--- START ---

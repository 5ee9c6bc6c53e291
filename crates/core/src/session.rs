//! Provisioned session handle and the endpoints derived from it.

use std::fmt;

use binder_runtime::url_tools::{parse_http_url, trailing_slash, with_query_params, ws_address_from_base};
use serde::Serialize;
use tracing::{info, warn};
use url::Url;

use crate::error::{Error, Result};

/// Path the Pluto server is mounted under inside a Binder session.
pub const PLUTO_MOUNT: &str = "pluto/";

/// Credentials for one provisioned session.
///
/// `session_url` always ends with `/`, so relative endpoint names resolve
/// underneath it.
#[derive(Clone, PartialEq, Eq, Serialize)]
pub struct SessionHandle {
	session_url: Url,
	#[serde(rename = "token")]
	session_token: String,
}

impl SessionHandle {
	/// Builds a handle from an absolute `http(s)` session URL.
	pub fn new(session_url: &str, token: impl Into<String>) -> Result<Self> {
		let normalized = trailing_slash(session_url);
		let url = parse_http_url(&normalized).map_err(|e| Error::InvalidSessionUrl {
			url: session_url.to_string(),
			reason: e.to_string(),
		})?;
		Ok(Self {
			session_url: url,
			session_token: token.into(),
		})
	}

	/// Handle for the Pluto server behind a Binder `ready` event's server URL.
	pub fn from_server_url(server_url: &str, token: impl Into<String>) -> Result<Self> {
		Self::new(&format!("{}{}", trailing_slash(server_url), PLUTO_MOUNT), token)
	}

	pub fn session_url(&self) -> &Url {
		&self.session_url
	}

	pub fn token(&self) -> &str {
		&self.session_token
	}

	/// Copy of `url` carrying the session token.
	pub fn with_token(&self, url: &Url) -> Url {
		with_query_params(url, &[("token", &self.session_token)])
	}

	/// `url` with the token stripped, for logs and error messages.
	pub fn redact(url: &Url) -> String {
		let mut out = url.clone();
		let kept: Vec<(String, String)> = url
			.query_pairs()
			.filter(|(k, _)| k != "token")
			.map(|(k, v)| (k.into_owned(), v.into_owned()))
			.collect();
		out.set_query(None);
		if !kept.is_empty() {
			out.query_pairs_mut().extend_pairs(kept);
		}
		out.to_string()
	}

	/// Session root with token, used for the warm-up request.
	pub fn root_url(&self) -> Url {
		self.with_token(&self.session_url)
	}

	pub fn upload_url(&self) -> Url {
		self.with_token(&self.endpoint("notebookupload"))
	}

	/// `open?<key>=<value>&token=...`
	pub fn open_url(&self, key: &str, value: &str) -> Url {
		let open = with_query_params(&self.endpoint("open"), &[(key, value)]);
		self.with_token(&open)
	}

	/// Full-page editor address for `document_id`.
	pub fn edit_url(&self, document_id: &str) -> Url {
		let edit = with_query_params(&self.endpoint("edit"), &[("id", document_id)]);
		self.with_token(&edit)
	}

	/// Websocket address of the session's message channel.
	pub fn channels_url(&self) -> Result<Url> {
		let base = ws_address_from_base(&self.session_url)?;
		Ok(self.with_token(&base.join("channels").unwrap_or(base)))
	}

	/// Shutdown endpoint of the hosting server, one level above the mount.
	pub fn shutdown_url(&self) -> Url {
		self.with_token(&self.endpoint("../api/shutdown"))
	}

	fn endpoint(&self, path: &str) -> Url {
		self.session_url.join(path).unwrap_or_else(|_| self.session_url.clone())
	}
}

impl fmt::Debug for SessionHandle {
	fn fmt(&self, f: &mut fmt::Formatter<'_>) -> fmt::Result {
		f.debug_struct("SessionHandle")
			.field("session_url", &self.session_url.as_str())
			.field("token", &"<redacted>")
			.finish()
	}
}

/// Capability to shut a provisioned session down.
///
/// Returned from every bootstrap that got as far as provisioning. The launcher
/// never calls it; cleanup is left to whoever holds the hook.
#[derive(Clone)]
pub struct ShutdownHook {
	http: reqwest::Client,
	url: Url,
}

impl ShutdownHook {
	pub fn new(http: reqwest::Client, session: &SessionHandle) -> Self {
		Self {
			http,
			url: session.shutdown_url(),
		}
	}

	pub fn url(&self) -> &Url {
		&self.url
	}

	/// Sends `POST /api/shutdown`.
	pub async fn shutdown(&self) -> Result<()> {
		let target = SessionHandle::redact(&self.url);
		info!(target = "binder.session", url = %target, "requesting session shutdown");

		let response = self.http.post(self.url.clone()).send().await.map_err(|e| Error::Shutdown {
			url: target.clone(),
			reason: e.to_string(),
		})?;

		let status = response.status();
		if !status.is_success() {
			warn!(target = "binder.session", url = %target, status = status.as_u16(), "shutdown rejected");
			return Err(Error::Shutdown {
				url: target,
				reason: format!("unexpected status {status}"),
			});
		}
		Ok(())
	}
}

impl fmt::Debug for ShutdownHook {
	fn fmt(&self, f: &mut fmt::Formatter<'_>) -> fmt::Result {
		f.debug_struct("ShutdownHook").field("url", &SessionHandle::redact(&self.url)).finish()
	}
}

--- END ---

◆ WHAT NEEDS TO BE DONE
All records are to be printed again, exactly and completely.

◆ OUTPUT BELOW
repository 5ee9c6bc6c53e291
filename crates/core/src/session.rs
//! Provisioned session handle and the endpoints derived from it.

use std::fmt;

use binder_runtime::url_tools::{parse_http_url, trailing_slash, with_query_params, ws_address_from_base};
use serde::Serialize;
use tracing::{info, warn};
use url::Url;

use crate::error::{Error, Result};

/// Path the Pluto server is mounted under inside a Binder session.
pub const PLUTO_MOUNT: &str = "pluto/";

/// Credentials for one provisioned session.
///
/// `session_url` always ends with `/`, so relative endpoint names resolve
/// underneath it.
#[derive(Clone, PartialEq, Eq, Serialize)]
pub struct SessionHandle {
	session_url: Url,
	#[serde(rename = "token")]
	session_token: String,
}

impl SessionHandle {
	/// Builds a handle from an absolute `http(s)` session URL.
	pub fn new(session_url: &str, token: impl Into<String>) -> Result<Self> {
		let normalized = trailing_slash(session_url);
		let url = parse_http_url(&normalized).map_err(|e| Error::InvalidSessionUrl {
			url: session_url.to_string(),
			reason: e.to_string(),
		})?;
		Ok(Self {
			session_url: url,
			session_token: token.into(),
		})
	}

	/// Handle for the Pluto server behind a Binder `ready` event's server URL.
	pub fn from_server_url(server_url: &str, token: impl Into<String>) -> Result<Self> {
		Self::new(&format!("{}{}", trailing_slash(server_url), PLUTO_MOUNT), token)
	}

	pub fn session_url(&self) -> &Url {
		&self.session_url
	}

	pub fn token(&self) -> &str {
		&self.session_token
	}

	/// Copy of `url` carrying the session token.
	pub fn with_token(&self, url: &Url) -> Url {
		with_query_params(url, &[("token", &self.session_token)])
	}

	/// `url` with the token stripped, for logs and error messages.
	pub fn redact(url: &Url) -> String {
		let mut out = url.clone();
		let kept: Vec<(String, String)> = url
			.query_pairs()
			.filter(|(k, _)| k != "token")
			.map(|(k, v)| (k.into_owned(), v.into_owned()))
			.collect();
		out.set_query(None);
		if !kept.is_empty() {
			out.query_pairs_mut().extend_pairs(kept);
		}
		out.to_string()
	}

	/// Session root with token, used for the warm-up request.
	pub fn root_url(&self) -> Url {
		self.with_token(&self.session_url)
	}

	pub fn upload_url(&self) -> Url {
		self.with_token(&self.endpoint("notebookupload"))
	}

	/// `open?<key>=<value>&token=...`
	pub fn open_url(&self, key: &str, value: &str) -> Url {
		let open = with_query_params(&self.endpoint("open"), &[(key, value)]);
		self.with_token(&open)
	}

	/// Full-page editor address for `document_id`.
	pub fn edit_url(&self, document_id: &str) -> Url {
		let edit = with_query_params(&self.endpoint("edit"), &[("id", document_id)]);
		self.with_token(&edit)
	}

	/// Websocket address of the session's message channel.
	pub fn channels_url(&self) -> Result<Url> {
		let base = ws_address_from_base(&self.session_url)?;
		Ok(self.with_token(&base.join("channels").unwrap_or(base)))
	}

	/// Shutdown endpoint of the hosting server, one level above the mount.
	pub fn shutdown_url(&self) -> Url {
		self.with_token(&self.endpoint("../api/shutdown"))
	}

	fn endpoint(&self, path: &str) -> Url {
		self.session_url.join(path).unwrap_or_else(|_| self.session_url.clone())
	}
}

impl fmt::Debug for SessionHandle {
	fn fmt(&self, f: &mut fmt::Formatter<'_>) -> fmt::Result {
		f.debug_struct("SessionHandle")
			.field("session_url", &self.session_url.as_str())
			.field("token", &"<redacted>")
			.finish()
	}
}

/// Capability to shut a provisioned session down.
///
/// Returned from every bootstrap that got as far as provisioning. The launcher
/// never calls it; cleanup is left to whoever holds the hook.
#[derive(Clone)]
pub struct ShutdownHook {
	http: reqwest::Client,
	url: Url,
}

impl ShutdownHook {
	pub fn new(http: reqwest::Client, session: &SessionHandle) -> Self {
		Self {
			http,
			url: session.shutdown_url(),
		}
	}

	pub fn url(&self) -> &Url {
		&self.url
	}

	/// Sends `POST /api/shutdown`.
	pub async fn shutdown(&self) -> Result<()> {
		let target = SessionHandle::redact(&self.url);
		info!(target = "binder.session", url = %target, "requesting session shutdown");

		let response = self.http.post(self.url.clone()).send().await.map_err(|e| Error::Shutdown {
			url: target.clone(),
			reason: e.to_string(),
		})?;

		let status = response.status();
		if !status.is_success() {
			warn!(target = "binder.session", url = %target, status = status.as_u16(), "shutdown rejected");
			return Err(Error::Shutdown {
				url: target,
				reason: format!("unexpected status {status}"),
			});
		}
		Ok(())
	}
}

impl fmt::Debug for ShutdownHook {
	fn fmt(&self, f: &mut fmt::Formatter<'_>) -> fmt::Result {
		f.debug_struct("ShutdownHook").field("url", &SessionHandle::redact(&self.url)).finish()
	}
}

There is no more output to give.